The Verkehrsverbund Großraum Nürnberg (VGN; Transport Association Region Nuremberg) is the transit authority of the city of Nuremberg, the second largest city of the German state of Bavaria. Its jurisdiction covers the city and its surrounding area, responsible for the Nuremberg S-Bahn commuter trains, the Nuremberg U-Bahn, the Nuremberg tramway and buses. While not co-extensive with the wider Nuremberg Metropolitan Region, it covers most of it with the exception of several smaller towns and rural areas on the periphery, as well as Sonneberg in the neighboring state of Thuringia.

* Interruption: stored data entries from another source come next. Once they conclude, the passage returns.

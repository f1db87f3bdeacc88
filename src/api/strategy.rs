use crate::error::{ChatError, Result};
use reqwest::Url;
use serde::{Deserialize, Serialize};
use std::fmt;

/// A public relay that fetches `<base_url>?<param>=<target>` on our behalf.
#[derive(Debug, Clone, PartialEq, Eq, Deserialize, Serialize)]
pub struct RelayProxy {
    pub name: String,
    pub base_url: String,
    pub param: String,
}

impl RelayProxy {
    pub fn new(name: &str, base_url: &str, param: &str) -> Self {
        Self {
            name: name.to_string(),
            base_url: base_url.to_string(),
            param: param.to_string(),
        }
    }

    pub fn allorigins() -> Self {
        Self::new("allorigins", "https://api.allorigins.win/raw", "url")
    }

    pub fn codetabs() -> Self {
        Self::new("codetabs", "https://api.codetabs.com/v1/proxy", "quest")
    }

    pub fn default_chain() -> Vec<Self> {
        vec![Self::allorigins(), Self::codetabs()]
    }

    pub fn wrap(&self, target: &Url) -> Result<Url> {
        Url::parse_with_params(&self.base_url, &[(self.param.as_str(), target.as_str())]).map_err(
            |e| {
                ChatError::ConfigError(format!(
                    "Invalid relay URL for '{}' ({}): {}",
                    self.name, self.base_url, e
                ))
            },
        )
    }
}

/// One network path to the endpoint.
#[derive(Debug, Clone, PartialEq, Eq)]
pub enum Strategy {
    Direct,
    Relay(RelayProxy),
}

impl Strategy {
    pub fn name(&self) -> &str {
        match self {
            Strategy::Direct => "direct",
            Strategy::Relay(relay) => &relay.name,
        }
    }

    pub fn request_url(&self, target: &Url) -> Result<Url> {
        match self {
            Strategy::Direct => Ok(target.clone()),
            Strategy::Relay(relay) => relay.wrap(target),
        }
    }
}

impl fmt::Display for Strategy {
    fn fmt(&self, f: &mut fmt::Formatter<'_>) -> fmt::Result {
        match self {
            Strategy::Direct => f.write_str(self.name()),
            Strategy::Relay(_) => write!(f, "relay:{}", self.name()),
        }
    }
}

#[cfg(test)]
mod tests {
    use super::*;

    #[test]
    fn test_relay_wraps_encoded_target() {
        let target = Url::parse("http://example.com:9100/chat/get?prompt=a+b&model=gpt-5").unwrap();
        let wrapped = RelayProxy::allorigins().wrap(&target).unwrap();
        assert_eq!(
            wrapped.as_str(),
            "https://api.allorigins.win/raw?url=http%3A%2F%2Fexample.com%3A9100%2Fchat%2Fget%3Fprompt%3Da%2Bb%26model%3Dgpt-5"
        );
    }

    #[test]
    fn test_relay_roundtrips_target_through_query() {
        let target = Url::parse("http://example.com/chat/get?prompt=hi&model=grok-4").unwrap();
        let wrapped = RelayProxy::codetabs().wrap(&target).unwrap();
        let (key, value) = wrapped.query_pairs().next().unwrap();
        assert_eq!(key, "quest");
        assert_eq!(value, target.as_str());
    }

    #[test]
    fn test_direct_uses_target_unchanged() {
        let target = Url::parse("http://example.com/chat/get?prompt=hi").unwrap();
        assert_eq!(Strategy::Direct.request_url(&target).unwrap(), target);
    }

    #[test]
    fn test_invalid_relay_base_is_config_error() {
        let target = Url::parse("http://example.com/").unwrap();
        let relay = RelayProxy::new("broken", "not a url", "u");
        assert!(matches!(relay.wrap(&target), Err(ChatError::ConfigError(_))));
    }
}
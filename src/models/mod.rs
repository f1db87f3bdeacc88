mod catalog;
mod session;

pub use catalog::{is_known_model, AVAILABLE_MODELS, DEFAULT_MODEL};
pub use session::{title_from_prompt, Message, Role, Session, DEFAULT_TITLE, TITLE_MAX_CHARS};
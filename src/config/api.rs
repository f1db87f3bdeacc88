use crate::api::RelayProxy;
use serde::{Deserialize, Serialize};

#[derive(Debug, Clone, Default, Deserialize, Serialize)]
pub struct ApiConfig {
    #[serde(default)]
    pub endpoint: Option<String>,
    #[serde(default)]
    pub direct_timeout_ms: Option<u64>,
    #[serde(default)]
    pub relay_timeout_secs: Option<u64>,
    #[serde(default)]
    pub origin: Option<String>,
    #[serde(default)]
    pub fallback_on_empty_response: Option<bool>,
    /// Replaces the built-in relay chain when present. An empty list disables relays.
    #[serde(default)]
    pub relays: Option<Vec<RelayProxy>>,
}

The VGN coordinates transport and fares in area comprising the city of Nuremberg, Fürth, Erlangen, Schwabach, Bayreuth, Bamberg, Coburg, Ansbach, Amberg, Hof and 21 surrounding districts. It is jointly owned by the state of Bavaria, by the city of Nuremberg, Fürth, Erlangen, Schwabach, Bayreuth, Bamberg, Coburg, Ansbach, Amberg, Hof and the 21 surrounding districts, which are:

- Landkreis Amberg-Sulzbach
- Landkreis Ansbach
- Landkreis Bamberg
- Landkreis Bayreuth
- Landkreis Coburg
- Landkreis Erlangen-Höchstadt
- Landkreis Forchheim
- Landkreis Fürth
- Landkreis Haßberge
- Landkreis Hof
- Landkreis Kitzingen
- Landkreis Kronach
- Landkreis Kulmbach
- Landkreis Lichtenfels
- Landkreis Neumarkt
- Landkreis Neustadt an der Aisch-Bad Windsheim
- Landkreis Nürnberger Land
- Landkreis Roth
- Landkreis Tirschenreuth
- Landkreis Weißenburg-Gunzenhausen
- Landkreis Wunsiedel im Fichtelgebirge

There are some districts, which are also in some regions part of the VGN, they are:

- Landkreis Donau-Ries
- Landkreis Eichstätt
- Landkreis Kelheim
- Landkreis Neustadt an der Waldnaab
- Landkreis Regensburg
- Landkreis Schwäbisch Hall
- Sonneberg main station

Transport services are provided by over 10 companies. These include the Deutsche Bahn that also operates the S-Bahn, the Verkehrs-Aktiengesellschaft Nürnberg (VAG) that operates the U-Bahn, tramway and city buses, together with multiple operators of regional trains and buses.